(Stored items)
========

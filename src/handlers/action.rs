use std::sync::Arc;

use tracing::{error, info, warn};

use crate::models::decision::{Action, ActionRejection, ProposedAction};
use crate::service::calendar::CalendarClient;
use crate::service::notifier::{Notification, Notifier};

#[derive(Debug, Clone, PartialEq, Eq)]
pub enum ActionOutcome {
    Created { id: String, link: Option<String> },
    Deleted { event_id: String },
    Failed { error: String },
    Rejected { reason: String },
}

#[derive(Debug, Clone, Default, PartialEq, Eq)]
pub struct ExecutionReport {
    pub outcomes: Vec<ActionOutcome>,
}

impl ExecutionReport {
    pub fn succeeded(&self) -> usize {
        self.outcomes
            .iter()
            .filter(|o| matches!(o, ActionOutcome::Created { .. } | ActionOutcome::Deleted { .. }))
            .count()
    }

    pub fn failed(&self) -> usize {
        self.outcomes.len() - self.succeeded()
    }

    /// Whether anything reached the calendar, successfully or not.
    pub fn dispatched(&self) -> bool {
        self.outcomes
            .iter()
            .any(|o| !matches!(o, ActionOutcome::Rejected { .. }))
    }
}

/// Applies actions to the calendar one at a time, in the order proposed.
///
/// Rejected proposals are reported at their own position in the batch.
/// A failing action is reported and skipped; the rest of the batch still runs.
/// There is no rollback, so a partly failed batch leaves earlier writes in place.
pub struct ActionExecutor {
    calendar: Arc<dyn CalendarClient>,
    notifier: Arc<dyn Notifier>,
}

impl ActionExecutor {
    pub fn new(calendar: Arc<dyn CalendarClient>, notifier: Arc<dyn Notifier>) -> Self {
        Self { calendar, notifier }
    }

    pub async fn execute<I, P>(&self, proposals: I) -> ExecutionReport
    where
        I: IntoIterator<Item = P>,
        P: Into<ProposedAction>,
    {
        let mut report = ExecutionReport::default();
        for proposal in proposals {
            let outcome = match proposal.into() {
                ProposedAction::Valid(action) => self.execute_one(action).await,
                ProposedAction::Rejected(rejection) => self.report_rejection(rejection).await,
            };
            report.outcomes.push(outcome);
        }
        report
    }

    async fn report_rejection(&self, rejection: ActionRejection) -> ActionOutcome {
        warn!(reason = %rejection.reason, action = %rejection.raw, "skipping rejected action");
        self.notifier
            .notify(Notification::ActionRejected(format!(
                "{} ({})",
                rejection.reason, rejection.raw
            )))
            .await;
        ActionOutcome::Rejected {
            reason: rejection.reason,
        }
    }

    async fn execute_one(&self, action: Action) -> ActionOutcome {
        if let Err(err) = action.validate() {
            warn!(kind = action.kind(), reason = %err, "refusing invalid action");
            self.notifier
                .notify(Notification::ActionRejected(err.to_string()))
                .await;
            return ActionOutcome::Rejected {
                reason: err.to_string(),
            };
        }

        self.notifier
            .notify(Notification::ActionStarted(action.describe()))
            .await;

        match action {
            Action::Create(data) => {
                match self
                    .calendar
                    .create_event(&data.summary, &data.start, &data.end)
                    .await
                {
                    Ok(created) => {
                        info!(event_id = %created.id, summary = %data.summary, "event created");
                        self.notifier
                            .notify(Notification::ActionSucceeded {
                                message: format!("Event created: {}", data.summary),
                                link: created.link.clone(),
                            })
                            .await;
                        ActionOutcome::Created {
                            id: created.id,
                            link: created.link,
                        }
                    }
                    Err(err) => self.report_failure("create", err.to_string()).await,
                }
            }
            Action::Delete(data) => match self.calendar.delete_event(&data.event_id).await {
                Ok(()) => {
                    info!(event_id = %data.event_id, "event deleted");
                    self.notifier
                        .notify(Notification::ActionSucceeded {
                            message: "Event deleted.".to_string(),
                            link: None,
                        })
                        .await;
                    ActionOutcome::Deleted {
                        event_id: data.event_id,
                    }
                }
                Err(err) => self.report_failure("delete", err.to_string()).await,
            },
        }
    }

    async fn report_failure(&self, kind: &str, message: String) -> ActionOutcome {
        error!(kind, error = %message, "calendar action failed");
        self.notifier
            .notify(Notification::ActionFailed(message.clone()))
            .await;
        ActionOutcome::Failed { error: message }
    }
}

========

- [About this task]: In the entries above, which lines hold the string "ExecutionReport"? Report all of them.

- [Task solution]:
pub struct ExecutionReport {
impl ExecutionReport {
    pub async fn execute<I, P>(&self, proposals: I) -> ExecutionReport
        let mut report = ExecutionReport::default();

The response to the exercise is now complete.